Le saviez-vous? Elizabeth II n'est pas devenue souveraine dans son propre royaume. La couronne d'Angleterre tombe sur sa (jeune) tête sous le soleil d'Afrique, alors que la princesse se trouve à 10 000 kilomètres de son père, malade.
Ce 31 janvier 1952, sur une piste de l'aéroport de Londres balayée par la bise glaciale, la princesse Elizabeth voit son père pour la toute dernière fois. Evidemment, elle n'en a encore aucune idée.
L'esprit focalisé sur sa mission, la jeune Anglaise salue la foule. Le défi est de taille: remplacer son père, le roi Georges VI, pour une tournée de représentation de la couronne britannique. Un voyage qui doit conduire la princesse et son époux, Philip, aux quatre coins du globe, pendant plusieurs mois. Première étape: le continent africain.
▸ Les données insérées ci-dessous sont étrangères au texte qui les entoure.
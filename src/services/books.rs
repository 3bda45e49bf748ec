//! Book CRUD service with read-through caching

use validator::Validate;

use crate::{
    error::{AppError, AppResult},
    models::{BookResponse, BooksResponse, CreateBook, MessageResponse, UpdateBook},
    services::{cache::EntityCache, http::ApiClient},
};

pub const BOOKS_PATH: &str = "/app/books";

/// Path, and cache key, of a single book
pub fn book_path(id: i64) -> String {
    format!("{}/{}", BOOKS_PATH, id)
}

#[derive(Clone)]
pub struct BooksService {
    api: ApiClient,
    cache: EntityCache,
}

impl BooksService {
    pub fn new(api: ApiClient, cache: EntityCache) -> Self {
        Self { api, cache }
    }

    /// List all books. With `use_cache == false` the network is always hit;
    /// the fresh list is cached either way.
    pub async fn get_all_books(&self, use_cache: bool) -> AppResult<BooksResponse> {
        if use_cache {
            if let Some(cached) = self.cache.get_as::<BooksResponse>(BOOKS_PATH) {
                return Ok(cached);
            }
        }

        let response: BooksResponse = self
            .api
            .get(BOOKS_PATH)
            .await
            .map_err(|e| AppError::Network(e.into_message("Error fetching books")))?;

        self.cache.set(BOOKS_PATH, &response);
        Ok(response)
    }

    pub async fn get_book_by_id(&self, id: i64, use_cache: bool) -> AppResult<BookResponse> {
        let path = book_path(id);
        if use_cache {
            if let Some(cached) = self.cache.get_as::<BookResponse>(&path) {
                return Ok(cached);
            }
        }

        let response: BookResponse = self
            .api
            .get(&path)
            .await
            .map_err(|e| AppError::Network(e.into_message("Error fetching book")))?;

        self.cache.set(&path, &response);
        Ok(response)
    }

    pub async fn create_book(&self, data: &CreateBook) -> AppResult<BookResponse> {
        data.validate()?;

        let response: BookResponse = self
            .api
            .post(BOOKS_PATH, data)
            .await
            .map_err(|e| AppError::Network(e.into_message("Error creating book")))?;

        self.cache.remove(BOOKS_PATH);
        tracing::info!("Created book {} ({})", response.book.id, response.book.title);
        Ok(response)
    }

    pub async fn update_book(&self, id: i64, data: &UpdateBook) -> AppResult<BookResponse> {
        data.validate()?;

        let path = book_path(id);
        let response: BookResponse = self
            .api
            .put(&path, data)
            .await
            .map_err(|e| AppError::Network(e.into_message("Error updating book")))?;

        self.cache.remove(BOOKS_PATH);
        self.cache.remove(&path);
        tracing::info!("Updated book {}", id);
        Ok(response)
    }

    pub async fn delete_book(&self, id: i64) -> AppResult<MessageResponse> {
        let path = book_path(id);
        let response: MessageResponse = self
            .api
            .delete(&path)
            .await
            .map_err(|e| AppError::Network(e.into_message("Error deleting book")))?;

        self.cache.remove(BOOKS_PATH);
        self.cache.remove(&path);
        tracing::info!("Deleted book {}", id);
        Ok(response)
    }

    pub fn clear_cache(&self) {
        self.cache.invalidate(None);
    }
}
Sur le tarmac, son père a bravé le froid pour venir l'embrasser. Son teint pâle et ses traits tendus témoignent de sa mauvaise santé. Georges VI tient bon. A-t-il un drôle de pressentiment? En tout cas, il somme la gouvernante d'Elizabeth de bien veiller sur elle. Ultimes signes de main. L'avion décolle.
A cette époque, Elizabeth ne vit plus en Angleterre. Elle a suivi son époux à Malte, où Philip est en poste depuis trois ans. Sous le soleil, le couple coule des journées paisibles, rythmées par les évènements mondains, «les pique-niques, le bronzage et le ski nautique», témoigne une proche du couple.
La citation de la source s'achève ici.